### GOAL OF THE EXERCISE
Read the records beneath this task and copy every line that contains the string "Recombination".

- - -

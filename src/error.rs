//! # Error Types
//!
//! Every fallible operation of the engine reports a [`GeneticError`]. The variants
//! follow the failure families an evolutionary run can hit: invalid configuration,
//! lifecycle misuse, positional access out of range, gene values outside their
//! bounds, attempts to modify individuals that were already evaluated, and fitness
//! functions that produce unusable numbers.
//!
//! ## Examples
//!
//! Propagating errors with `?`:
//!
//! ```rust
//! use populus::breeding::Probability;
//! use populus::error::Result;
//!
//! fn crossover_rate() -> Result<Probability> {
//!     let rate = Probability::new(0.9)?;
//!     Ok(rate)
//! }
//!
//! assert!(crossover_rate().is_ok());
//! assert!(Probability::new(1.5).is_err());
//! ```
//!
//! Using the `OptionExt` trait to convert `Option` to `Result`:
//!
//! ```rust
//! use populus::error::{GeneticError, OptionExt};
//!
//! fn find_best_candidate(candidates: &[i32]) -> populus::error::Result<i32> {
//!     candidates.iter().max().cloned().ok_or_else_genetic(||
//!         GeneticError::EmptyPopulation
//!     )
//! }
//!
//! assert!(find_best_candidate(&[]).is_err());
//! ```

use thiserror::Error;

/// Represents errors that can occur while configuring or running an evolutionary algorithm.
#[derive(Error, Debug, Clone, PartialEq)]
pub enum GeneticError {
    /// An operator, option or bound was configured with an invalid value.
    #[error("Configuration error: {0}")]
    Configuration(String),

    /// An operation was attempted in a state that does not allow it.
    #[error("Illegal state: {0}")]
    IllegalState(String),

    /// Positional access past the end of a population or gene sequence.
    #[error("Index {index} is out of bounds for length {len}")]
    IndexOutOfBounds { index: usize, len: usize },

    /// A gene value was written outside of the gene's declared bounds.
    #[error("Bounds error: value is outside of the gene bounds - {0}")]
    OutOfBounds(String),

    /// The genes of an evaluated individual are frozen.
    #[error("Individual {0} has already been evaluated and can no longer be modified")]
    ImmutableIndividual(u64),

    /// Error that occurs when an empty population is encountered.
    #[error("Empty population error: Cannot operate on an empty population")]
    EmptyPopulation,

    /// Parents could not be recombined.
    #[error("Recombination error: {0}")]
    Recombination(String),

    /// Error that occurs when a fitness calculation fails.
    #[error("Fitness calculation error: {0}")]
    FitnessCalculation(String),
}

/// A specialized Result type for evolutionary operations.
///
/// ## Examples
///
/// ```rust
/// use populus::error::{GeneticError, Result};
///
/// fn may_fail() -> Result<i32> {
///     Ok(42)
/// }
/// ```
pub type Result<T> = std::result::Result<T, GeneticError>;

/// Extension trait for Option to convert to Result with a custom error.
///
/// ## Examples
///
/// ```rust
/// use populus::error::{GeneticError, OptionExt};
///
/// let value: Option<i32> = None;
/// let result = value.ok_or_else_genetic(|| GeneticError::EmptyPopulation);
/// assert_eq!(result, Err(GeneticError::EmptyPopulation));
/// ```
pub trait OptionExt<T> {
    /// Converts an `Option<T>` to a `Result<T>` with the error produced by `f`.
    fn ok_or_else_genetic<F>(self, f: F) -> Result<T>
    where
        F: FnOnce() -> GeneticError;
}

impl<T> OptionExt<T> for Option<T> {
    fn ok_or_else_genetic<F>(self, f: F) -> Result<T>
    where
        F: FnOnce() -> GeneticError,
    {
        self.ok_or_else(f)
    }
}

#[cfg(test)]
mod tests {
    use super::*;

    #[test]
    fn test_error_display() {
        let error = GeneticError::IndexOutOfBounds { index: 7, len: 3 };
        assert_eq!(error.to_string(), "Index 7 is out of bounds for length 3");

        let error = GeneticError::ImmutableIndividual(12);
        assert!(error.to_string().contains("12"));

        let error = GeneticError::Configuration("bad rate".to_string());
        assert_eq!(error.to_string(), "Configuration error: bad rate");
    }

    #[test]
    fn test_option_ext() {
        let some: Option<u8> = Some(3);
        assert_eq!(some.ok_or_else_genetic(|| GeneticError::EmptyPopulation), Ok(3));

        let none: Option<u8> = None;
        assert_eq!(
            none.ok_or_else_genetic(|| GeneticError::EmptyPopulation),
            Err(GeneticError::EmptyPopulation)
        );
    }
}
//! # EvolutionOptions
//!
//! Run-level settings of an [`Algorithm`](crate::evolution::Algorithm): the
//! iteration cap and how much per-generation progress is logged.
//!
//! ## Example
//!
//! ```rust
//! use populus::evolution::options::{EvolutionOptions, LogLevel};
//!
//! let options = EvolutionOptions::builder()
//!     .max_iterations(200)
//!     .log_level(LogLevel::Minimal)
//!     .build();
//! assert_eq!(options.max_iterations(), 200);
//!
//! // Unbounded, silent.
//! let defaults = EvolutionOptions::default();
//! assert_eq!(defaults.max_iterations(), u32::MAX);
//! ```
//!
//! ## `LogLevel`
//!
//! - `Verbose`: iteration, best and mean fitness, stagnation count per generation.
//! - `Minimal`: iteration number per generation.
//! - `None`: no per-generation events. Start and finish are still logged.

#[cfg_attr(feature = "serde", derive(serde::Serialize, serde::Deserialize))]
#[derive(Debug, Clone, Copy, PartialEq, Eq, Default)]
pub enum LogLevel {
    Verbose,
    Minimal,
    #[default]
    None,
}

#[cfg_attr(feature = "serde", derive(serde::Serialize, serde::Deserialize))]
#[derive(Debug, Clone, PartialEq, Eq)]
pub struct EvolutionOptions {
    max_iterations: u32,
    log_level: LogLevel,
}

impl EvolutionOptions {
    pub fn new(max_iterations: u32, log_level: LogLevel) -> Self {
        Self {
            max_iterations,
            log_level,
        }
    }

    /// Generations to run at most. `u32::MAX` stands for "no cap".
    pub fn max_iterations(&self) -> u32 {
        self.max_iterations
    }

    pub fn log_level(&self) -> LogLevel {
        self.log_level
    }

    pub fn set_max_iterations(&mut self, max_iterations: u32) {
        self.max_iterations = max_iterations;
    }

    pub fn set_log_level(&mut self, log_level: LogLevel) {
        self.log_level = log_level;
    }

    /// Returns a builder for creating an `EvolutionOptions` instance.
    pub fn builder() -> EvolutionOptionsBuilder {
        EvolutionOptionsBuilder::default()
    }
}

impl Default for EvolutionOptions {
    fn default() -> Self {
        Self {
            max_iterations: u32::MAX,
            log_level: LogLevel::None,
        }
    }
}

/// Builder for `EvolutionOptions`.
#[derive(Debug, Clone, Default)]
pub struct EvolutionOptionsBuilder {
    max_iterations: Option<u32>,
    log_level: Option<LogLevel>,
}

impl EvolutionOptionsBuilder {
    pub fn max_iterations(mut self, value: u32) -> Self {
        self.max_iterations = Some(value);
        self
    }

    pub fn log_level(mut self, value: LogLevel) -> Self {
        self.log_level = Some(value);
        self
    }

    pub fn build(self) -> EvolutionOptions {
        let defaults = EvolutionOptions::default();
        EvolutionOptions {
            max_iterations: self.max_iterations.unwrap_or(defaults.max_iterations),
            log_level: self.log_level.unwrap_or(defaults.log_level),
        }
    }
}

- - -

### SOLUTION FOR THIS PROBLEM
    #[error("Recombination error: {0}")]
    Recombination(String),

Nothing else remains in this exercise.